■ MATERIALS PROVIDED

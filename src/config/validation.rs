//! Configuration validation.
//!
//! # Responsibilities
//! - Semantic validation (serde handles syntactic)
//! - Validate value ranges (timeouts > 0, addresses parse)
//! - Validate path-shaped settings (mount prefix, introspection path)
//!
//! # Design Decisions
//! - Returns all validation errors, not just first
//! - Validation is pure function: HarnessConfig → Result<(), Vec<ValidationError>>
//! - Runs before config is accepted into the system

use std::net::SocketAddr;

use axum::http::Method;
use thiserror::Error;

use crate::config::schema::HarnessConfig;
use crate::routing::harness_routes;
use crate::routing::matcher::PrefixMatcher;

const LOG_LEVELS: [&str; 5] = ["trace", "debug", "info", "warn", "error"];

/// A single failed semantic check.
#[derive(Debug, Clone, PartialEq, Eq, Error)]
pub enum ValidationError {
    #[error("{field}: `{value}` is not a valid socket address")]
    InvalidAddress { field: &'static str, value: String },

    #[error("timeouts.request_secs must be greater than zero")]
    ZeroTimeout,

    #[error("spec_runner.mount_path `{0}` must start with '/', not be '/', and not end with '/'")]
    InvalidMountPath(String),

    #[error("spec_runner.app must not be empty")]
    EmptyAppName,

    #[error("introspection.path `{0}` must be a literal path below '/'")]
    InvalidIntrospectionPath(String),

    #[error("introspection.path `{0}` is shadowed by the spec runner mount")]
    IntrospectionUnderMount(String),

    #[error("introspection.path `{0}` would hide a route that GET already resolves")]
    IntrospectionShadowsRoute(String),

    #[error("observability.log_level `{0}` is not one of trace, debug, info, warn, error")]
    InvalidLogLevel(String),
}

/// Validate a parsed configuration.
pub fn validate_config(config: &HarnessConfig) -> Result<(), Vec<ValidationError>> {
    let mut errors = Vec::new();

    if config.listener.bind_address.parse::<SocketAddr>().is_err() {
        errors.push(ValidationError::InvalidAddress {
            field: "listener.bind_address",
            value: config.listener.bind_address.clone(),
        });
    }

    if config.timeouts.request_secs == 0 {
        errors.push(ValidationError::ZeroTimeout);
    }

    let runner = &config.spec_runner;
    let mount = PrefixMatcher::new(runner.mount_path.as_str()).ok();
    if runner.enabled {
        if mount.is_none() {
            errors.push(ValidationError::InvalidMountPath(runner.mount_path.clone()));
        }
        if runner.app.trim().is_empty() {
            errors.push(ValidationError::EmptyAppName);
        }
    }

    let introspection = &config.introspection;
    if introspection.enabled {
        if !is_literal_path(&introspection.path) {
            errors.push(ValidationError::InvalidIntrospectionPath(
                introspection.path.clone(),
            ));
        } else if mount
            .filter(|_| runner.enabled)
            .is_some_and(|mount| mount.strip(&introspection.path).is_some())
        {
            errors.push(ValidationError::IntrospectionUnderMount(
                introspection.path.clone(),
            ));
        } else if shadows_route(config, &introspection.path) {
            errors.push(ValidationError::IntrospectionShadowsRoute(
                introspection.path.clone(),
            ));
        }
    }

    let observability = &config.observability;
    if !LOG_LEVELS.contains(&observability.log_level.to_ascii_lowercase().as_str()) {
        errors.push(ValidationError::InvalidLogLevel(observability.log_level.clone()));
    }
    if observability.metrics_enabled
        && observability.metrics_address.parse::<SocketAddr>().is_err()
    {
        errors.push(ValidationError::InvalidAddress {
            field: "observability.metrics_address",
            value: observability.metrics_address.clone(),
        });
    }

    if errors.is_empty() {
        Ok(())
    } else {
        Err(errors)
    }
}

/// Whether `path` already resolves through the harness table for GET.
/// A table that fails to build is reported by the mount checks instead.
fn shadows_route(config: &HarnessConfig, path: &str) -> bool {
    harness_routes(&config.harness_options())
        .is_ok_and(|table| table.match_route(&Method::GET, path).is_match())
}

/// `/a/b` style path: rooted, not `/`, no empty segments or route syntax.
fn is_literal_path(path: &str) -> bool {
    path.len() > 1
        && path.starts_with('/')
        && !path.ends_with('/')
        && !path.contains("//")
        && !path.contains(['{', '}', '*', ':', '?'])
}

#[cfg(test)]
mod tests {
    use super::*;

    #[test]
    fn test_default_config_is_valid() {
        assert_eq!(validate_config(&HarnessConfig::default()), Ok(()));
    }

    #[test]
    fn test_reports_every_error() {
        let mut config = HarnessConfig::default();
        config.listener.bind_address = "nowhere".into();
        config.timeouts.request_secs = 0;
        config.spec_runner.enabled = true;
        config.spec_runner.mount_path = "/specs/".into();
        config.spec_runner.app = " ".into();
        config.observability.log_level = "loud".into();

        let errors = validate_config(&config).unwrap_err();
        assert_eq!(
            errors,
            vec![
                ValidationError::InvalidAddress {
                    field: "listener.bind_address",
                    value: "nowhere".into(),
                },
                ValidationError::ZeroTimeout,
                ValidationError::InvalidMountPath("/specs/".into()),
                ValidationError::EmptyAppName,
                ValidationError::InvalidLogLevel("loud".into()),
            ]
        );
    }

    #[test]
    fn test_disabled_runner_skips_mount_checks() {
        let mut config = HarnessConfig::default();
        config.spec_runner.mount_path = "bad".into();
        assert_eq!(validate_config(&config), Ok(()));
    }

    #[test]
    fn test_introspection_under_mount() {
        let mut config = HarnessConfig::default();
        config.spec_runner.enabled = true;
        config.introspection.path = "/specs/routes".into();
        assert_eq!(
            validate_config(&config),
            Err(vec![ValidationError::IntrospectionUnderMount("/specs/routes".into())])
        );
    }

    #[test]
    fn test_introspection_path_must_be_literal() {
        for bad in ["routes", "/", "/{*x}", "/a/:b", "/routes/"] {
            let mut config = HarnessConfig::default();
            config.introspection.path = bad.into();
            assert_eq!(
                validate_config(&config),
                Err(vec![ValidationError::InvalidIntrospectionPath(bad.into())]),
                "{bad}"
            );
        }

        let mut config = HarnessConfig::default();
        config.introspection.enabled = false;
        config.introspection.path = "/".into();
        assert_eq!(validate_config(&config), Ok(()));
    }

    #[test]
    fn test_introspection_path_must_not_hide_a_route() {
        for taken in ["/css_test/routes", "/method_test/routes", "/form_test/basic/new"] {
            let mut config = HarnessConfig::default();
            config.introspection.path = taken.into();
            assert_eq!(
                validate_config(&config),
                Err(vec![ValidationError::IntrospectionShadowsRoute(taken.into())]),
                "{taken}"
            );
        }

        // POST-only routes keep working: only GET is answered by the listing.
        let mut config = HarnessConfig::default();
        config.introspection.path = "/form_test/basic".into();
        assert_eq!(validate_config(&config), Ok(()));

        config.introspection.enabled = false;
        config.introspection.path = "/css_test/routes".into();
        assert_eq!(validate_config(&config), Ok(()));
    }

    #[test]
    fn test_metrics_address_checked_only_when_enabled() {
        let mut config = HarnessConfig::default();
        config.observability.metrics_address = "bad".into();
        assert_eq!(validate_config(&config), Ok(()));

        config.observability.metrics_enabled = true;
        assert!(validate_config(&config).is_err());
    }
}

■ PROBLEM TO WORK ON
Repeat the listing above exactly, line for line.

■ RESULT FOR THIS TASK
filename src/config/validation.rs
//! Configuration validation.
//!
//! # Responsibilities
//! - Semantic validation (serde handles syntactic)
//! - Validate value ranges (timeouts > 0, addresses parse)
//! - Validate path-shaped settings (mount prefix, introspection path)
//!
//! # Design Decisions
//! - Returns all validation errors, not just first
//! - Validation is pure function: HarnessConfig → Result<(), Vec<ValidationError>>
//! - Runs before config is accepted into the system

use std::net::SocketAddr;

use axum::http::Method;
use thiserror::Error;

use crate::config::schema::HarnessConfig;
use crate::routing::harness_routes;
use crate::routing::matcher::PrefixMatcher;

const LOG_LEVELS: [&str; 5] = ["trace", "debug", "info", "warn", "error"];

/// A single failed semantic check.
#[derive(Debug, Clone, PartialEq, Eq, Error)]
pub enum ValidationError {
    #[error("{field}: `{value}` is not a valid socket address")]
    InvalidAddress { field: &'static str, value: String },

    #[error("timeouts.request_secs must be greater than zero")]
    ZeroTimeout,

    #[error("spec_runner.mount_path `{0}` must start with '/', not be '/', and not end with '/'")]
    InvalidMountPath(String),

    #[error("spec_runner.app must not be empty")]
    EmptyAppName,

    #[error("introspection.path `{0}` must be a literal path below '/'")]
    InvalidIntrospectionPath(String),

    #[error("introspection.path `{0}` is shadowed by the spec runner mount")]
    IntrospectionUnderMount(String),

    #[error("introspection.path `{0}` would hide a route that GET already resolves")]
    IntrospectionShadowsRoute(String),

    #[error("observability.log_level `{0}` is not one of trace, debug, info, warn, error")]
    InvalidLogLevel(String),
}

/// Validate a parsed configuration.
pub fn validate_config(config: &HarnessConfig) -> Result<(), Vec<ValidationError>> {
    let mut errors = Vec::new();

    if config.listener.bind_address.parse::<SocketAddr>().is_err() {
        errors.push(ValidationError::InvalidAddress {
            field: "listener.bind_address",
            value: config.listener.bind_address.clone(),
        });
    }

    if config.timeouts.request_secs == 0 {
        errors.push(ValidationError::ZeroTimeout);
    }

    let runner = &config.spec_runner;
    let mount = PrefixMatcher::new(runner.mount_path.as_str()).ok();
    if runner.enabled {
        if mount.is_none() {
            errors.push(ValidationError::InvalidMountPath(runner.mount_path.clone()));
        }
        if runner.app.trim().is_empty() {
            errors.push(ValidationError::EmptyAppName);
        }
    }

    let introspection = &config.introspection;
    if introspection.enabled {
        if !is_literal_path(&introspection.path) {
            errors.push(ValidationError::InvalidIntrospectionPath(
                introspection.path.clone(),
            ));
        } else if mount
            .filter(|_| runner.enabled)
            .is_some_and(|mount| mount.strip(&introspection.path).is_some())
        {
            errors.push(ValidationError::IntrospectionUnderMount(
                introspection.path.clone(),
            ));
        } else if shadows_route(config, &introspection.path) {
            errors.push(ValidationError::IntrospectionShadowsRoute(
                introspection.path.clone(),
            ));
        }
    }

    let observability = &config.observability;
    if !LOG_LEVELS.contains(&observability.log_level.to_ascii_lowercase().as_str()) {
        errors.push(ValidationError::InvalidLogLevel(observability.log_level.clone()));
    }
    if observability.metrics_enabled
        && observability.metrics_address.parse::<SocketAddr>().is_err()
    {
        errors.push(ValidationError::InvalidAddress {
            field: "observability.metrics_address",
            value: observability.metrics_address.clone(),
        });
    }

    if errors.is_empty() {
        Ok(())
    } else {
        Err(errors)
    }
}

/// Whether `path` already resolves through the harness table for GET.
/// A table that fails to build is reported by the mount checks instead.
fn shadows_route(config: &HarnessConfig, path: &str) -> bool {
    harness_routes(&config.harness_options())
        .is_ok_and(|table| table.match_route(&Method::GET, path).is_match())
}

/// `/a/b` style path: rooted, not `/`, no empty segments or route syntax.
fn is_literal_path(path: &str) -> bool {
    path.len() > 1
        && path.starts_with('/')
        && !path.ends_with('/')
        && !path.contains("//")
        && !path.contains(['{', '}', '*', ':', '?'])
}

#[cfg(test)]
mod tests {
    use super::*;

    #[test]
    fn test_default_config_is_valid() {
        assert_eq!(validate_config(&HarnessConfig::default()), Ok(()));
    }

    #[test]
    fn test_reports_every_error() {
        let mut config = HarnessConfig::default();
        config.listener.bind_address = "nowhere".into();
        config.timeouts.request_secs = 0;
        config.spec_runner.enabled = true;
        config.spec_runner.mount_path = "/specs/".into();
        config.spec_runner.app = " ".into();
        config.observability.log_level = "loud".into();

        let errors = validate_config(&config).unwrap_err();
        assert_eq!(
            errors,
            vec![
                ValidationError::InvalidAddress {
                    field: "listener.bind_address",
                    value: "nowhere".into(),
                },
                ValidationError::ZeroTimeout,
                ValidationError::InvalidMountPath("/specs/".into()),
                ValidationError::EmptyAppName,
                ValidationError::InvalidLogLevel("loud".into()),
            ]
        );
    }

    #[test]
    fn test_disabled_runner_skips_mount_checks() {
        let mut config = HarnessConfig::default();
        config.spec_runner.mount_path = "bad".into();
        assert_eq!(validate_config(&config), Ok(()));
    }

    #[test]
    fn test_introspection_under_mount() {
        let mut config = HarnessConfig::default();
        config.spec_runner.enabled = true;
        config.introspection.path = "/specs/routes".into();
        assert_eq!(
            validate_config(&config),
            Err(vec![ValidationError::IntrospectionUnderMount("/specs/routes".into())])
        );
    }

    #[test]
    fn test_introspection_path_must_be_literal() {
        for bad in ["routes", "/", "/{*x}", "/a/:b", "/routes/"] {
            let mut config = HarnessConfig::default();
            config.introspection.path = bad.into();
            assert_eq!(
                validate_config(&config),
                Err(vec![ValidationError::InvalidIntrospectionPath(bad.into())]),
                "{bad}"
            );
        }

        let mut config = HarnessConfig::default();
        config.introspection.enabled = false;
        config.introspection.path = "/".into();
        assert_eq!(validate_config(&config), Ok(()));
    }

    #[test]
    fn test_introspection_path_must_not_hide_a_route() {
        for taken in ["/css_test/routes", "/method_test/routes", "/form_test/basic/new"] {
            let mut config = HarnessConfig::default();
            config.introspection.path = taken.into();
            assert_eq!(
                validate_config(&config),
                Err(vec![ValidationError::IntrospectionShadowsRoute(taken.into())]),
                "{taken}"
            );
        }

        // POST-only routes keep working: only GET is answered by the listing.
        let mut config = HarnessConfig::default();
        config.introspection.path = "/form_test/basic".into();
        assert_eq!(validate_config(&config), Ok(()));

        config.introspection.enabled = false;
        config.introspection.path = "/css_test/routes".into();
        assert_eq!(validate_config(&config), Ok(()));
    }

    #[test]
    fn test_metrics_address_checked_only_when_enabled() {
        let mut config = HarnessConfig::default();
        config.observability.metrics_address = "bad".into();
        assert_eq!(validate_config(&config), Ok(()));

        config.observability.metrics_enabled = true;
        assert!(validate_config(&config).is_err());
    }
}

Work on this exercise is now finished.